* **Exercise aim**
Which lines below fall between the one containing "for (f, target)" and the one containing "let ts = base"? Repeat them exactly, counting both of those lines, and add nothing else.
[Provided entries — start]
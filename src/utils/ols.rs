//! Least-squares regression on named regressor columns.
//!
//! The design matrix always carries an intercept column first, followed by the
//! regressors in the order given. Coefficients come back in that same order,
//! which lets callers split one joint fit into separate components.

use crate::error::{ForecastError, Result};

/// A named regressor column.
pub type Regressor = (String, Vec<f64>);

/// Ridge added to the diagonal of the normal equations.
const RIDGE: f64 = 1e-8;

/// Fitted intercept and coefficients.
#[derive(Debug, Clone, PartialEq)]
pub struct OLSResult {
    /// One coefficient per regressor, in fit order.
    pub coefficients: Vec<f64>,
    pub intercept: f64,
    pub regressor_names: Vec<String>,
}

impl OLSResult {
    /// Evaluate the fit on new regressor values.
    ///
    /// `regressors` must carry the fitted names, in fit order.
    pub fn predict(&self, regressors: &[Regressor]) -> Result<Vec<f64>> {
        if regressors.len() != self.regressor_names.len() {
            return Err(ForecastError::DimensionMismatch {
                expected: self.regressor_names.len(),
                got: regressors.len(),
            });
        }
        if let Some(((name, _), expected)) = regressors
            .iter()
            .zip(&self.regressor_names)
            .find(|((name, _), expected)| name != *expected)
        {
            return Err(ForecastError::InvalidParameter(format!(
                "expected regressor '{expected}', got '{name}'"
            )));
        }
        let n = column_length(regressors)?.ok_or_else(|| {
            ForecastError::InvalidParameter("no regressors provided for prediction".into())
        })?;

        Ok((0..n)
            .map(|row| {
                self.coefficients
                    .iter()
                    .zip(regressors)
                    .fold(self.intercept, |acc, (beta, (_, column))| acc + beta * column[row])
            })
            .collect())
    }

    pub fn num_regressors(&self) -> usize {
        self.coefficients.len()
    }
}

/// Common length of all columns, `None` when there are no columns.
fn column_length(regressors: &[Regressor]) -> Result<Option<usize>> {
    let Some((_, first)) = regressors.first() else {
        return Ok(None);
    };
    let n = first.len();
    match regressors.iter().find(|(_, column)| column.len() != n) {
        Some((_, column)) => Err(ForecastError::DimensionMismatch {
            expected: n,
            got: column.len(),
        }),
        None => Ok(Some(n)),
    }
}

/// Fit `y = intercept + Σ β_j x_j` by solving the (ridged) normal equations.
pub fn ols_fit(y: &[f64], regressors: &[Regressor]) -> Result<OLSResult> {
    let n = y.len();
    if n == 0 {
        return Err(ForecastError::InsufficientData { needed: 1, got: 0 });
    }
    if let Some(len) = column_length(regressors)? {
        if len != n {
            return Err(ForecastError::DimensionMismatch {
                expected: n,
                got: len,
            });
        }
    }

    let dim = regressors.len() + 1;
    let mut gram = vec![0.0; dim * dim];
    let mut moment = vec![0.0; dim];
    let mut row = vec![1.0; dim];
    for (obs, &target) in y.iter().enumerate() {
        for (slot, (_, column)) in row[1..].iter_mut().zip(regressors) {
            *slot = column[obs];
        }
        for i in 0..dim {
            moment[i] += row[i] * target;
            for j in 0..=i {
                gram[i * dim + j] += row[i] * row[j];
            }
        }
    }
    for i in 0..dim {
        gram[i * dim + i] += RIDGE;
    }

    let beta = cholesky_solve(&gram, &moment, dim).ok_or_else(|| {
        ForecastError::ComputationError("OLS regression failed: matrix not positive definite".into())
    })?;

    Ok(OLSResult {
        intercept: beta[0],
        coefficients: beta[1..].to_vec(),
        regressor_names: regressors.iter().map(|(name, _)| name.clone()).collect(),
    })
}

/// Solve `A x = b` for symmetric positive definite `A`.
///
/// Only the lower triangle of the row-major `a` is read.
fn cholesky_solve(a: &[f64], b: &[f64], dim: usize) -> Option<Vec<f64>> {
    // Lower factor, row-major.
    let mut l = vec![0.0; dim * dim];
    for i in 0..dim {
        for j in 0..=i {
            let dot: f64 = (0..j).map(|k| l[i * dim + k] * l[j * dim + k]).sum();
            let rest = a[i * dim + j] - dot;
            if i == j {
                if rest <= 0.0 || !rest.is_finite() {
                    return None;
                }
                l[i * dim + i] = rest.sqrt();
            } else {
                l[i * dim + j] = rest / l[j * dim + j];
            }
        }
    }

    let mut z = vec![0.0; dim];
    for i in 0..dim {
        let dot: f64 = (0..i).map(|k| l[i * dim + k] * z[k]).sum();
        z[i] = (b[i] - dot) / l[i * dim + i];
    }
    let mut x = vec![0.0; dim];
    for i in (0..dim).rev() {
        let dot: f64 = (i + 1..dim).map(|k| l[k * dim + i] * x[k]).sum();
        x[i] = (z[i] - dot) / l[i * dim + i];
    }
    Some(x)
}

#[cfg(test)]
mod tests {
    use super::*;
    use approx::assert_relative_eq;
    use std::f64::consts::PI;

    fn column(name: &str, values: Vec<f64>) -> Regressor {
        (name.to_string(), values)
    }

    fn fourier(name: &str, n: usize, period: f64) -> [Regressor; 2] {
        let angle = |t: usize| 2.0 * PI * t as f64 / period;
        [
            column(&format!("{name}_sin_1"), (0..n).map(|t| angle(t).sin()).collect()),
            column(&format!("{name}_cos_1"), (0..n).map(|t| angle(t).cos()).collect()),
        ]
    }

    #[test]
    fn recovers_trend_and_daily_cycle() {
        let n = 96;
        let trend: Vec<f64> = (0..n).map(|t| t as f64 / n as f64).collect();
        let [sin, cos] = fourier("daily", n, 24.0);
        let y: Vec<f64> = (0..n)
            .map(|t| 40.0 + 6.0 * trend[t] + 2.5 * sin.1[t] - 1.0 * cos.1[t])
            .collect();

        let regressors = vec![column("trend", trend), sin, cos];
        let result = ols_fit(&y, &regressors).unwrap();

        assert_eq!(result.num_regressors(), 3);
        assert_relative_eq!(result.intercept, 40.0, epsilon = 1e-5);
        assert_relative_eq!(result.coefficients[0], 6.0, epsilon = 1e-5);
        assert_relative_eq!(result.coefficients[1], 2.5, epsilon = 1e-5);
        assert_relative_eq!(result.coefficients[2], -1.0, epsilon = 1e-5);
        assert_eq!(
            result.regressor_names,
            vec!["trend", "daily_sin_1", "daily_cos_1"]
        );
    }

    #[test]
    fn intercept_only_fit_is_the_mean() {
        let result = ols_fit(&[3.0, 5.0, 10.0], &[]).unwrap();
        assert_relative_eq!(result.intercept, 6.0, epsilon = 1e-6);
        assert!(result.coefficients.is_empty());
    }

    #[test]
    fn predict_extends_the_fit() {
        let x = vec![0.0, 0.25, 0.5, 0.75];
        let y: Vec<f64> = x.iter().map(|v| 7.0 - 4.0 * v).collect();
        let result = ols_fit(&y, &[column("trend", x)]).unwrap();

        let ahead = result.predict(&[column("trend", vec![1.0, 1.25])]).unwrap();
        assert_relative_eq!(ahead[0], 3.0, epsilon = 1e-6);
        assert_relative_eq!(ahead[1], 2.0, epsilon = 1e-6);
    }

    #[test]
    fn least_squares_residuals_are_centred() {
        let x = vec![1.0, 2.0, 3.0, 4.0, 5.0, 6.0];
        let y = vec![2.1, 3.9, 6.2, 7.8, 10.1, 12.0];
        let regressors = vec![column("x", x)];
        let result = ols_fit(&y, &regressors).unwrap();

        let fitted = result.predict(&regressors).unwrap();
        let residual_sum: f64 = y.iter().zip(&fitted).map(|(a, f)| a - f).sum();
        assert!(residual_sum.abs() < 1e-6);
    }

    #[test]
    fn collinear_columns_are_ridged() {
        let x = vec![1.0, 2.0, 3.0, 4.0];
        let y = vec![2.0, 4.0, 6.0, 8.0];
        let result = ols_fit(&y, &[column("a", x.clone()), column("b", x.clone())]).unwrap();

        let fitted = result.predict(&[column("a", x.clone()), column("b", x)]).unwrap();
        for (f, target) in fitted.iter().zip(&y) {
            assert_relative_eq!(*f, *target, epsilon = 1e-3);
        }
    }

    #[test]
    fn mismatched_lengths_are_rejected() {
        assert!(matches!(
            ols_fit(&[1.0, 2.0, 3.0], &[column("x", vec![1.0, 2.0])]),
            Err(ForecastError::DimensionMismatch { expected: 3, got: 2 })
        ));
        assert!(matches!(
            ols_fit(&[], &[]),
            Err(ForecastError::InsufficientData { .. })
        ));
    }

    #[test]
    fn predict_checks_names_and_order() {
        let y = vec![1.0, 3.0, 2.0, 5.0];
        let regressors = vec![
            column("a", vec![0.0, 1.0, 0.0, 1.0]),
            column("b", vec![0.0, 0.0, 1.0, 1.0]),
        ];
        let result = ols_fit(&y, &regressors).unwrap();

        let swapped = vec![regressors[1].clone(), regressors[0].clone()];
        assert!(matches!(
            result.predict(&swapped),
            Err(ForecastError::InvalidParameter(_))
        ));
        assert!(matches!(
            result.predict(&regressors[..1]),
            Err(ForecastError::DimensionMismatch { .. })
        ));
    }
}
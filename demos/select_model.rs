//! End-to-end selection of an emissions forecasting model.
//!
//! Run with: cargo run --example select_model -- [feed.json] [config.toml]
//!
//! Without arguments a synthetic 10-minute generation feed is used. Set
//! `RUST_LOG=emissions_forecast=debug` to follow every grid-search combination.

use chrono::{Duration, TimeZone, Utc};
use emissions_forecast::config::ForecastConfig;
use emissions_forecast::ingest::{emissions_frame, parse_generation_feed, RawObservation};
use emissions_forecast::models::Forecaster;
use emissions_forecast::pipeline::prepare;
use emissions_forecast::selection::ModelSelector;
use emissions_forecast::utils::ModelEvaluation;
use tracing_subscriber::EnvFilter;

/// Ten days of 10-minute observations with a daily coal and gas cycle.
fn synthetic_feed() -> Vec<RawObservation> {
    let base = Utc.with_ymd_and_hms(2020, 10, 15, 0, 0, 0).unwrap();
    (0..10 * 24 * 6)
        .map(|i| {
            let ts = base + Duration::minutes(10 * i as i64);
            let phase = 2.0 * std::f64::consts::PI * i as f64 / 144.0;
            RawObservation::new(ts.format("%Y-%m-%d %H:%M").to_string())
                .with_source("aut", 110.0)
                .with_source("car", 450.0 + 80.0 * phase.sin())
                .with_source("cc", 4200.0 + 900.0 * (phase - 0.6).sin())
                .with_source("cogenResto", 1800.0)
                .with_source("gf", 0.0)
                .with_source("termRenov", 300.0 + 20.0 * (i as f64 * 0.13).cos())
        })
        .collect()
}

fn main() -> Result<(), Box<dyn std::error::Error>> {
    tracing_subscriber::fmt()
        .with_env_filter(
            EnvFilter::try_from_default_env().unwrap_or_else(|_| EnvFilter::new("info")),
        )
        .init();

    let args: Vec<String> = std::env::args().skip(1).collect();
    let config = match args.get(1) {
        Some(path) => ForecastConfig::load(path)?,
        None => ForecastConfig::default(),
    };
    let observations = match args.first() {
        Some(path) => parse_generation_feed(&std::fs::read_to_string(path)?)?,
        None => synthetic_feed(),
    };
    println!("=== Emissions model selection ===\n");
    println!("Observations: {}", observations.len());

    // 1. Emissions from the generation mix, then cleaning and regularization
    let frame = emissions_frame(
        &observations,
        &config.emissions,
        &config.preparation.time_column,
        &config.preparation.value_column,
    )?;
    let prepared = prepare(frame, &config.preparation)?;
    println!(
        "Prepared series: {} points, lambda = {:?}",
        prepared.series.len(),
        prepared.lambda
    );

    // 2. Grid search per family and selection
    let selection = ModelSelector::from_config(prepared.series.clone(), &config).select()?;
    println!("\n--- Hold-out MAE per family ---");
    for (name, mae) in &selection.summary.families {
        println!("  {name:<8} {mae:.6}");
    }
    println!("Winner: {}", selection.summary.winner);
    for (key, value) in &selection.summary.winner_info.parameters {
        println!("  {key} = {value}");
    }

    // 3. Backtest the winner
    let mut model = selection.model;
    let report = ModelEvaluation::new(&prepared.series).evaluate(&mut model, &config.evaluation);
    match report {
        Ok(report) => {
            println!("\n--- Cross-validation ({} folds) ---", report.n_folds());
            println!("  mean MAE:  {:.6}", report.mean_mae());
            println!("  mean RMSE: {:.6}", report.mean_rmse());
            match report.mean_mape() {
                Some(mape) => println!("  mean MAPE: {mape:.4}%"),
                None => println!("  mean MAPE: undefined"),
            }
        }
        Err(e) => println!("\nCross-validation skipped: {e}"),
    }

    // 4. Forecast the next two days in emissions units
    model.fit(&prepared.series)?;
    let forecast = model.predict_default()?;
    let point = prepared.to_original_scale(forecast.point());
    println!("\n--- Forecast ---");
    if let Some(timestamps) = forecast.timestamps() {
        for (ts, value) in timestamps.iter().zip(&point).take(6) {
            println!("  {}  {:.1}", ts.format("%Y-%m-%d %H:%M"), value);
        }
    }
    println!("  ... {} steps in total", point.len());

    Ok(())
}
//! Variance-stabilizing transforms applied before modelling.
//!
//! # Example
//!
//! ```
//! use emissions_forecast::transform::{inverse_transform, transform};
//!
//! let series = vec![1500.0, 1512.0, 1583.0, 1541.0];
//! let result = transform(&series).unwrap();
//! let recovered = inverse_transform(&result.data, result.lambda);
//! assert!((recovered[0] - 1500.0).abs() < 1e-6);
//! ```

pub mod boxcox;

pub use boxcox::{boxcox, boxcox_lambda, inverse_transform, transform, BoxCoxResult};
[Provided entries — finish]
* **Written answer**
        for (f, target) in fitted.iter().zip(&y) {
            assert_relative_eq!(*f, *target, epsilon = 1e-3);
        }
    }

    #[test]
    fn mismatched_lengths_are_rejected() {
        assert!(matches!(
            ols_fit(&[1.0, 2.0, 3.0], &[column("x", vec![1.0, 2.0])]),
            Err(ForecastError::DimensionMismatch { expected: 3, got: 2 })
        ));
        assert!(matches!(
            ols_fit(&[], &[]),
            Err(ForecastError::InsufficientData { .. })
        ));
    }

    #[test]
    fn predict_checks_names_and_order() {
        let y = vec![1.0, 3.0, 2.0, 5.0];
        let regressors = vec![
            column("a", vec![0.0, 1.0, 0.0, 1.0]),
            column("b", vec![0.0, 0.0, 1.0, 1.0]),
        ];
        let result = ols_fit(&y, &regressors).unwrap();

        let swapped = vec![regressors[1].clone(), regressors[0].clone()];
        assert!(matches!(
            result.predict(&swapped),
            Err(ForecastError::InvalidParameter(_))
        ));
        assert!(matches!(
            result.predict(&regressors[..1]),
            Err(ForecastError::DimensionMismatch { .. })
        ));
    }
}
filename demos/select_model.rs
//! End-to-end selection of an emissions forecasting model.
//!
//! Run with: cargo run --example select_model -- [feed.json] [config.toml]
//!
//! Without arguments a synthetic 10-minute generation feed is used. Set
//! `RUST_LOG=emissions_forecast=debug` to follow every grid-search combination.

use chrono::{Duration, TimeZone, Utc};
use emissions_forecast::config::ForecastConfig;
use emissions_forecast::ingest::{emissions_frame, parse_generation_feed, RawObservation};
use emissions_forecast::models::Forecaster;
use emissions_forecast::pipeline::prepare;
use emissions_forecast::selection::ModelSelector;
use emissions_forecast::utils::ModelEvaluation;
use tracing_subscriber::EnvFilter;

/// Ten days of 10-minute observations with a daily coal and gas cycle.
fn synthetic_feed() -> Vec<RawObservation> {
    let base = Utc.with_ymd_and_hms(2020, 10, 15, 0, 0, 0).unwrap();
    (0..10 * 24 * 6)
        .map(|i| {
            let ts = base + Duration::minutes(10 * i as i64);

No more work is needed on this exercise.